Five equity income funds to boost your portfolio

There are many reasons people invest for income. Some need help to pay their bills, while others want to pay for a dependant’s education or cover the cost of longer-term care. Whatever the reason, few of us would refuse some extra money, especially today with rising living costs putting a strain on many people’s pockets.

Cash still not king

Rising interest rates have been better news for savers because banks and building societies have also been increasing the rates they pay on savings accounts. However, most are still offering significantly less than the 8.7% inflation we are currently experiencing, so the value of your cash is decreasing.

That’s why the UK Equity Income sector is worth a look. It’s full of funds that not only offer the potential for capital growth, but also aim to deliver a steady income to help out a wide variety of investors.
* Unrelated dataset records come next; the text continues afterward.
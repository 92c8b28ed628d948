//! Typechecked snapshots.
//!
//! A snapshot is the serialized output of a finished typechecking run:
//! every module in the graph with its typechecked bindings, environments
//! and whatever diagnostics the run reported for it.

use std::fs;

use serde::{Deserialize, Serialize};

use crate::{
    ast::LBind,
    errors::QueryResult,
    pathlib::FilePath,
    sema::{ModuleName, NameEnv},
    session::ModSummary,
    typing::TypeEnv,
};

mod session;

pub use session::SnapshotSession;

#[derive(Clone, Debug, PartialEq, Eq, Serialize, Deserialize)]
pub struct ModuleSnapshot {
    pub summary: ModSummary,
    pub binds: Vec<LBind>,
    pub name_env: NameEnv,
    pub type_env: TypeEnv,
    pub diagnostics: Vec<String>,
}

impl ModuleSnapshot {
    pub fn new(summary: ModSummary, name_env: NameEnv, type_env: TypeEnv) -> ModuleSnapshot {
        ModuleSnapshot {
            summary,
            binds: vec![],
            name_env,
            type_env,
            diagnostics: vec![],
        }
    }

    pub fn module(&self) -> &ModuleName {
        &self.summary.module
    }

    pub fn has_errors(&self) -> bool {
        !self.diagnostics.is_empty()
    }
}

#[derive(Clone, Debug, Default, PartialEq, Eq, Serialize, Deserialize)]
pub struct Snapshot {
    pub modules: Vec<ModuleSnapshot>,
}

impl Snapshot {
    pub fn new() -> Snapshot {
        Snapshot::default()
    }

    /// Adds a module, replacing any earlier snapshot of the same module.
    pub fn add_module(&mut self, module: ModuleSnapshot) {
        match self
            .modules
            .iter_mut()
            .find(|m| m.module() == module.module())
        {
            Some(existing) => *existing = module,
            None => self.modules.push(module),
        }
    }

    pub fn module(&self, name: &ModuleName) -> Option<&ModuleSnapshot> {
        self.modules.iter().find(|m| m.module() == name)
    }

    pub fn to_bytes(&self) -> QueryResult<Vec<u8>> {
        Ok(bincode::serialize(self)?)
    }

    pub fn from_bytes(bytes: &[u8]) -> QueryResult<Snapshot> {
        Ok(bincode::deserialize(bytes)?)
    }
}

pub fn read(path: &FilePath) -> QueryResult<Snapshot> {
    log::debug!("reading snapshot from {}", path);
    let bytes = fs::read(path)?;
    let snapshot = Snapshot::from_bytes(&bytes)?;
    log::debug!("snapshot has {} module(s)", snapshot.modules.len());
    Ok(snapshot)
}

pub fn write(path: &FilePath, snapshot: &Snapshot) -> QueryResult {
    let bytes = snapshot.to_bytes()?;
    log::info!("writing snapshot to {}", path);
    fs::write(path, bytes)?;
    Ok(())
}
Here we take a look at five portfolios that could be worth considering if you’re wanting your investment portfolio to give you a financial boost.

Retirement planning

Those with one eye on retirement – or who are already there – are finding the economic backdrop very worrying, according to Job Curtis, manager of the City of London Investment Trust. “Higher inflation, jittery financial markets and a mixed outlook for the economy make securing a reliable income more important and more challenging than ever,” he said.

This trust, which predominantly invests in larger UK companies with international exposure, has increased its dividend every year since 1966*. That’s a pretty impressive record! Job, who has been at the helm since 1991, pointed out that anyone making a £1,000 investment in the trust back in 1966 would have yielded a gross income of £46,500 over 56 years.* “Over the same period, a typical savings account paying the Bank of England’s base rate would have paid out just £3,700,” he said*. What’s more, if that investor in 1966 had reinvested their dividends back into the trust, they would be sitting on an investment worth £780,000*!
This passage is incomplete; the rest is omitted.